The way you measure things has a lot to do with the value of the results you get. If you want to know how much a blueberry weighs, don’t use a bathroom scale; it isn’t sensitive enough to register a meaningful result.
While much more is at stake, the same principle applies when scientists try to measure genetic factors that cause disease. In a paper appearing in the Proceedings of the National Academy of Sciences, geneticist Michael Wigler of Cold Spring Harbor Laboratory (CSHL), Kenny Ye (Albert Einstein) and colleagues use a new mathematical method to assess the role of genetic variants in determining a trait — in this case, autism. (Autism is to be understood as interchangeable with autism spectrum disorder, or ASD, in this story.)
The new approach finds what Wigler believes is the first rigorous statistical evidence that ancient variations in the human genome contribute to autism — each, most likely, having a very small effect. (Devastating variants tend to be recent and are regularly weeded out of the genome; those who have them rarely are less likely to have offspring, meaning the damaging gene is less likely to be transmitted.)

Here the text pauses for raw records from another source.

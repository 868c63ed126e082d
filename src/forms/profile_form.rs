use crate::error::ValidationError;
use crate::model::{Profile, Record, SocialLinks, Stack};
use crate::text_utils::{join_list, split_list};

/// One "stack" row of the profile form.
#[derive(Debug, Clone, Default, PartialEq, ramhorns::Content)]
pub struct StackRow {
    pub name: String,
    pub technologies: String,
}

/// The profile form. Stacks are repeated `stack_name` / `stack_technologies`
/// fields, so it is decoded from the raw pairs rather than through serde.
#[derive(Debug, Clone, Default, PartialEq, ramhorns::Content)]
pub struct ProfileForm {
    pub name: String,
    pub title: String,
    pub bio: String,
    pub email: String,
    pub location: String,
    pub github: String,
    pub linkedin: String,
    pub twitter: String,
    pub portfolio: String,
    pub facebook: String,
    pub instagram: String,
    pub skills: String,
    pub interests: String,
    pub what_i_work_on: String,
    pub stacks: Vec<StackRow>,
}

impl ProfileForm {
    pub fn from_pairs(pairs: Vec<(String, String)>) -> Self {
        let mut form = ProfileForm::default();
        let mut names = vec![];
        let mut technologies = vec![];

        for (key, value) in pairs {
            match key.as_str() {
                "name" => form.name = value,
                "title" => form.title = value,
                "bio" => form.bio = value,
                "email" => form.email = value,
                "location" => form.location = value,
                "github" => form.github = value,
                "linkedin" => form.linkedin = value,
                "twitter" => form.twitter = value,
                "portfolio" => form.portfolio = value,
                "facebook" => form.facebook = value,
                "instagram" => form.instagram = value,
                "skills" => form.skills = value,
                "interests" => form.interests = value,
                "what_i_work_on" => form.what_i_work_on = value,
                "stack_name" => names.push(value),
                "stack_technologies" => technologies.push(value),
                _ => {}
            }
        }

        let rows = names.len().max(technologies.len());
        let mut names = names.into_iter();
        let mut technologies = technologies.into_iter();
        for _ in 0..rows {
            let row = StackRow {
                name: names.next().unwrap_or_default(),
                technologies: technologies.next().unwrap_or_default(),
            };
            // Rows left completely empty are the spare inputs of the form
            if row.name.trim().is_empty() && row.technologies.trim().is_empty() {
                continue;
            }
            form.stacks.push(row);
        }

        form
    }

    pub fn from_profile(profile: &Profile) -> Self {
        let links = &profile.social_links;
        ProfileForm {
            name: profile.name.clone(),
            title: profile.title.clone(),
            bio: profile.bio.clone(),
            email: profile.email.clone(),
            location: profile.location.clone(),
            github: links.github.clone(),
            linkedin: links.linkedin.clone(),
            twitter: links.twitter.clone(),
            portfolio: links.portfolio.clone(),
            facebook: links.facebook.clone(),
            instagram: links.instagram.clone(),
            skills: join_list(&profile.skills),
            interests: join_list(&profile.interests),
            what_i_work_on: profile.what_i_work_on.clone(),
            stacks: profile.stacks.iter()
                .map(|stack| StackRow {
                    name: stack.name.clone(),
                    technologies: join_list(&stack.technologies),
                })
                .collect(),
        }
    }

    pub fn to_profile(&self) -> Result<Profile, ValidationError> {
        let profile = Profile {
            id: 0,
            name: self.name.trim().to_string(),
            title: self.title.trim().to_string(),
            bio: self.bio.trim().to_string(),
            email: self.email.trim().to_string(),
            location: self.location.trim().to_string(),
            social_links: SocialLinks {
                github: self.github.trim().to_string(),
                linkedin: self.linkedin.trim().to_string(),
                twitter: self.twitter.trim().to_string(),
                portfolio: self.portfolio.trim().to_string(),
                facebook: self.facebook.trim().to_string(),
                instagram: self.instagram.trim().to_string(),
            },
            skills: split_list(&self.skills),
            stacks: self.stacks.iter()
                .map(|row| Stack {
                    name: row.name.trim().to_string(),
                    technologies: split_list(&row.technologies),
                })
                .collect(),
            interests: split_list(&self.interests),
            what_i_work_on: self.what_i_work_on.trim().to_string(),
            cv_path: None,
        };
        profile.validate()?;
        Ok(profile)
    }
}

#[cfg(test)]
mod tests {
    use super::*;

    fn pairs(body: &str) -> Vec<(String, String)> {
        serde_urlencoded::from_str(body).unwrap()
    }

    #[test]
    fn test_from_pairs() {
        let form = ProfileForm::from_pairs(pairs(
            "name=Jane&title=Engineer&email=jane%40example.com&skills=Rust%2C+Go\
             &stack_name=Backend&stack_technologies=Rust%2C+Postgres\
             &stack_name=&stack_technologies=\
             &stack_name=Frontend&stack_technologies=React"));
        assert_eq!(form.stacks, vec![
            StackRow { name: "Backend".to_string(), technologies: "Rust, Postgres".to_string() },
            StackRow { name: "Frontend".to_string(), technologies: "React".to_string() },
        ]);

        let profile = form.to_profile().unwrap();
        assert_eq!(profile.skills, ["Rust", "Go"]);
        assert_eq!(profile.stacks[0].technologies, ["Rust", "Postgres"]);
        assert!(profile.social_links.present().is_empty());
    }

    #[test]
    fn test_stack_without_name() {
        let form = ProfileForm::from_pairs(pairs(
            "name=Jane&title=Engineer&email=jane%40example.com&stack_name=+&stack_technologies=Rust"));
        assert_eq!(form.stacks.len(), 1);
        assert_eq!(form.to_profile(), Err(ValidationError::Required("Stack name")));
    }

    #[test]
    fn test_profile_round_trip_through_form() {
        let form = ProfileForm::from_pairs(pairs(
            "name=Jane&title=Engineer&email=jane%40example.com&github=https%3A%2F%2Fgithub.com%2Fjane\
             &interests=Climbing&stack_name=Backend&stack_technologies=Rust"));
        let profile = form.to_profile().unwrap();
        assert_eq!(ProfileForm::from_profile(&profile), form);
    }
}
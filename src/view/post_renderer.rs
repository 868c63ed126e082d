use ramhorns::Template;

use crate::assets::build_asset_url;
use crate::error::Result;
use crate::markup::{Blocks, ContentBlock, VideoPlatform};
use crate::model::Post;
use crate::session::Session;
use crate::text_utils::format_long_date;
use crate::view::{parse_template, ViewTag};

pub const THANK_YOU_MESSAGE: &str = "Thank you for your support!";

#[derive(ramhorns::Content)]
struct ViewListItem {
    text: String,
}

/// A block as the template sees it. Consecutive list items share one `list` block.
#[derive(ramhorns::Content, Default)]
struct ViewBlock {
    heading2: bool,
    heading3: bool,
    paragraph: bool,
    line_break: bool,
    video: bool,
    image: bool,
    list: bool,
    text: String,
    url: String,
    player_title: &'static str,
    player_allow: &'static str,
    items: Vec<ViewListItem>,
}

#[derive(ramhorns::Content)]
struct ViewItem<'a> {
    id: u64,
    post_title: &'a str,
    excerpt: &'a str,
    author: &'a str,
    tags: Vec<ViewTag<'a>>,
    date: String,
    read_time: &'a str,
    has_thumbnail: bool,
    thumbnail_url: String,
    blocks: Vec<ViewBlock>,
    likes: u64,
    liked: bool,
    like_label: String,
    like_action: String,
    thank_you: &'static str,
}

pub struct PostRenderer<'a> {
    pub template: Template<'a>,
}

impl PostRenderer<'_> {
    pub fn new(view_tpl_src: &str) -> Result<PostRenderer> {
        Ok(PostRenderer {
            template: parse_template("post view", view_tpl_src)?,
        })
    }

    pub fn render(&self, post: &Post, blocks: Blocks, session: &Session, assets_base_url: &str) -> String {
        let liked = session.liked.contains(post.id);
        let like_label = if liked {
            format!("Liked ({})", post.likes)
        } else {
            format!("Like ({})", post.likes)
        };
        let thumbnail_url = build_asset_url(assets_base_url, post.thumbnail_path.as_deref());

        self.template.render(&ViewItem {
            id: post.id,
            post_title: post.title.as_str(),
            excerpt: post.excerpt.as_str(),
            author: post.author.as_str(),
            tags: ViewTag::list(&post.tags),
            date: format_long_date(&post.date),
            read_time: post.read_time.as_str(),
            has_thumbnail: thumbnail_url.is_some(),
            thumbnail_url: thumbnail_url.unwrap_or_default(),
            blocks: view_blocks(blocks),
            likes: post.likes,
            liked,
            like_label,
            like_action: format!("/blog/{}/like", post.id),
            thank_you: THANK_YOU_MESSAGE,
        })
    }
}

fn player_allow(platform: VideoPlatform) -> &'static str {
    match platform {
        VideoPlatform::Youtube => "accelerometer; autoplay; clipboard-write; encrypted-media; gyroscope; picture-in-picture",
        VideoPlatform::Vimeo => "autoplay; fullscreen; picture-in-picture",
    }
}

fn view_blocks(blocks: Blocks) -> Vec<ViewBlock> {
    let mut view: Vec<ViewBlock> = vec![];
    for block in blocks {
        if let ContentBlock::ListItem(text) = block {
            match view.last_mut().filter(|last| last.list) {
                Some(list) => list.items.push(ViewListItem { text }),
                None => view.push(ViewBlock {
                    list: true,
                    items: vec![ViewListItem { text }],
                    ..Default::default()
                }),
            }
            continue;
        }

        let view_block = match block {
            ContentBlock::Heading2(text) => ViewBlock { heading2: true, text, ..Default::default() },
            ContentBlock::Heading3(text) => ViewBlock { heading3: true, text, ..Default::default() },
            ContentBlock::Paragraph(text) => ViewBlock { paragraph: true, text, ..Default::default() },
            ContentBlock::BlankLine => ViewBlock { line_break: true, ..Default::default() },
            ContentBlock::VideoEmbed { platform, id } => ViewBlock {
                video: true,
                url: platform.embed_url(&id),
                player_title: platform.player_title(),
                player_allow: player_allow(platform),
                ..Default::default()
            },
            ContentBlock::ImageEmbed(url) => ViewBlock { image: true, url, ..Default::default() },
            ContentBlock::ListItem(_) => continue,
        };
        view.push(view_block);
    }
    view
}
use serde::{Deserialize, Serialize};

use crate::model::{blank_as_none, null_as_blank, null_as_empty, Record};

#[derive(Debug, Clone, PartialEq, Serialize, Deserialize)]
pub struct Project {
    #[serde(default)]
    pub id: u64,
    pub title: String,
    #[serde(default, deserialize_with = "null_as_blank")]
    pub description: String,
    #[serde(default, deserialize_with = "null_as_blank")]
    pub category: String,
    #[serde(default, deserialize_with = "null_as_empty")]
    pub tech_stack: Vec<String>,
    #[serde(default, deserialize_with = "blank_as_none", skip_serializing_if = "Option::is_none")]
    pub preview_image_path: Option<String>,
    #[serde(default, deserialize_with = "blank_as_none", skip_serializing_if = "Option::is_none")]
    pub github_link: Option<String>,
    #[serde(default, deserialize_with = "blank_as_none", skip_serializing_if = "Option::is_none")]
    pub live_demo_link: Option<String>,
    #[serde(default, deserialize_with = "blank_as_none", skip_serializing_if = "Option::is_none")]
    pub x_link: Option<String>,
}

impl Record for Project {
    const KIND: &'static str = "project";

    fn id(&self) -> u64 {
        self.id
    }

    fn set_id(&mut self, id: u64) {
        self.id = id;
    }
}
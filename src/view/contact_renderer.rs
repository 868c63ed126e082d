use ramhorns::Template;

use crate::error::Result;
use crate::forms::ContactForm;
use crate::model::Profile;
use crate::view::{parse_template, ViewLink};

#[derive(ramhorns::Content)]
struct ContactPage<'a> {
    email: &'a str,
    social_links: Vec<ViewLink<'a>>,
    feedback: &'a str,
    success: bool,
    form: &'a ContactForm,
}

/// Result of the previous submission, shown above the form.
pub struct Feedback<'a> {
    pub message: &'a str,
    pub success: bool,
}

pub struct ContactRenderer<'a> {
    pub template: Template<'a>,
}

impl ContactRenderer<'_> {
    pub fn new(contact_tpl_src: &str) -> Result<ContactRenderer> {
        Ok(ContactRenderer {
            template: parse_template("contact", contact_tpl_src)?,
        })
    }

    pub fn render(&self, profile: Option<&Profile>, form: &ContactForm, feedback: Option<Feedback>) -> String {
        let (message, success) = feedback.map(|f| (f.message, f.success)).unwrap_or(("", false));
        self.template.render(&ContactPage {
            email: profile.map(|p| p.email.as_str()).unwrap_or(""),
            social_links: profile.map(|p| ViewLink::list(p.social_links.present())).unwrap_or_default(),
            feedback: message,
            success,
            form,
        })
    }
}
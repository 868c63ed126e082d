use ramhorns::Template;

use crate::assets::build_asset_url;
use crate::error::Result;
use crate::model::Profile;
use crate::view::parse_template;

#[derive(ramhorns::Content)]
struct CvPage {
    available: bool,
    cv_url: String,
}

pub struct CvRenderer<'a> {
    pub template: Template<'a>,
}

impl CvRenderer<'_> {
    pub fn new(cv_tpl_src: &str) -> Result<CvRenderer> {
        Ok(CvRenderer {
            template: parse_template("cv", cv_tpl_src)?,
        })
    }

    pub fn render(&self, profile: Option<&Profile>, assets_base_url: &str) -> String {
        let cv_url = profile.and_then(|p| build_asset_url(assets_base_url, p.cv_path.as_deref()));
        self.template.render(&CvPage {
            available: cv_url.is_some(),
            cv_url: cv_url.unwrap_or_default(),
        })
    }
}
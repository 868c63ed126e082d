use clap::Parser;

use crate::bootstrap::bootstrap_cmd;
use crate::post::post_cmd;

mod bootstrap;
mod decompress;
mod post;

#[derive(Parser, Debug)]
#[command(version, about, long_about = None)]
enum Args {
    /// Add a draft blog post to the data dir
    Post(PostArgs),
    /// Bootstrap a new site
    Bootstrap(BootstrapArgs),
}

#[derive(Parser, Debug)]
#[command(version, about, long_about = None)]
struct PostArgs {
    /// Title of the post
    #[arg(short, long)]
    title: String,

    /// Name of the author. If empty, OS user real name is being used
    #[arg(short, long)]
    author: Option<String>,

    /// Directory holding blogs.json
    #[arg(short, long, default_value = "data")]
    data_dir: String,
}

#[derive(Parser, Debug)]
#[command(version, about, long_about = None)]
struct BootstrapArgs {
    /// Directory where the new site will be generated
    #[arg(short, long)]
    out_dir: String,
}

fn main() {
    let args = Args::parse();

    let res = match args {
        Args::Post(args) => post_cmd(args),
        Args::Bootstrap(args) => bootstrap_cmd(args),
    };

    if let Err(e) = res {
        eprintln!("{:#}", e);
        std::process::exit(1);
    }
}
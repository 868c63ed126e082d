use ramhorns::Template;

use crate::error::Result;
use crate::model::Profile;
use crate::view::{parse_template, ViewLink, ViewTag};

#[derive(ramhorns::Content)]
struct ViewStack<'a> {
    name: &'a str,
    technologies: Vec<ViewTag<'a>>,
}

#[derive(ramhorns::Content)]
struct HomePage<'a> {
    has_profile: bool,
    name: &'a str,
    title: &'a str,
    bio: &'a str,
    location: &'a str,
    what_i_work_on: &'a str,
    skills: Vec<ViewTag<'a>>,
    stacks: Vec<ViewStack<'a>>,
    interests: Vec<ViewTag<'a>>,
    social_links: Vec<ViewLink<'a>>,
}

pub struct HomeRenderer<'a> {
    pub template: Template<'a>,
}

impl HomeRenderer<'_> {
    pub fn new(home_tpl_src: &str) -> Result<HomeRenderer> {
        Ok(HomeRenderer {
            template: parse_template("home", home_tpl_src)?,
        })
    }

    pub fn render(&self, profile: Option<&Profile>) -> String {
        let Some(profile) = profile else {
            return self.template.render(&HomePage {
                has_profile: false,
                name: "",
                title: "",
                bio: "",
                location: "",
                what_i_work_on: "",
                skills: vec![],
                stacks: vec![],
                interests: vec![],
                social_links: vec![],
            });
        };

        let stacks = profile.stacks.iter()
            .map(|stack| ViewStack {
                name: stack.name.as_str(),
                technologies: ViewTag::list(&stack.technologies),
            })
            .collect();

        self.template.render(&HomePage {
            has_profile: true,
            name: profile.name.as_str(),
            title: profile.title.as_str(),
            bio: profile.bio.as_str(),
            location: profile.location.as_str(),
            what_i_work_on: profile.what_i_work_on.as_str(),
            skills: ViewTag::list(&profile.skills),
            stacks,
            interests: ViewTag::list(&profile.interests),
            social_links: ViewLink::list(profile.social_links.present()),
        })
    }
}

#[cfg(test)]
mod tests {
    use crate::model::Stack;

    use super::*;

    #[test]
    fn render_home() {
        let template_src = "{{^has_profile}}EMPTY{{/has_profile}}{{#has_profile}}{{name}}/{{title}}\
            {{#stacks}}[{{name}}:{{#technologies}}{{tag}},{{/technologies}}]{{/stacks}}\
            {{#skills}}({{tag}}){{/skills}}{{/has_profile}}";
        let renderer = HomeRenderer::new(template_src).unwrap();
        assert_eq!(renderer.render(None), "EMPTY");

        let profile = Profile {
            name: "Jane".to_string(),
            title: "Engineer".to_string(),
            skills: vec!["Rust".to_string()],
            stacks: vec![Stack { name: "Backend".to_string(), technologies: vec!["Rust".to_string(), "SQL".to_string()] }],
            ..Default::default()
        };
        assert_eq!(renderer.render(Some(&profile)), "Jane/Engineer[Backend:Rust,SQL,](Rust)");
    }
}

Past studies have sought to identify causal autism variants by comparing the genomes of affected people and unaffected people who are not related to them. Professor Wigler is skeptical of the significance of the results obtained with such “case/control” studies. He argues that ethnic and other biases cannot be completely teased out, and produce a result cannot be assessed properly for statistical significance.
The method Wigler and colleagues used in the new study was family-based. The team analyzed data on common variants from two cohorts. One cohort consisted of “discordant siblings,” one of whom has autism and the other does not. These discordant pairs, gathered in the Simons Simplex Collection (SSC), were compared with the genomes of individuals with autism collected by the Autism Genetic Resource Exchange (AGRE). Overall, over 16,000 genomes from people in nearly 4,000 families were used in the analysis.
By comparing the discordant siblings in the SSC with unrelated people with autism in the AGRE collection, the team was able to find a clear signal of ancient variants contributing to autism, shared among those with the disorder in both collections — who, by definition, are not related.
Those in the AGRE sample — all “affected” — were genetically more like the affected children in the Simons Collection than their unaffected siblings.
For Wigler, there is more at stake in the result. “There is more power in family studies than we actually know how to tap into at this point,” he says. “There is more information in a family structure than in the isolated person who’s got a disorder. Certainly this is true when dealing with de novo or germline mutation, but true even when examining transmission, as we did in the current study.”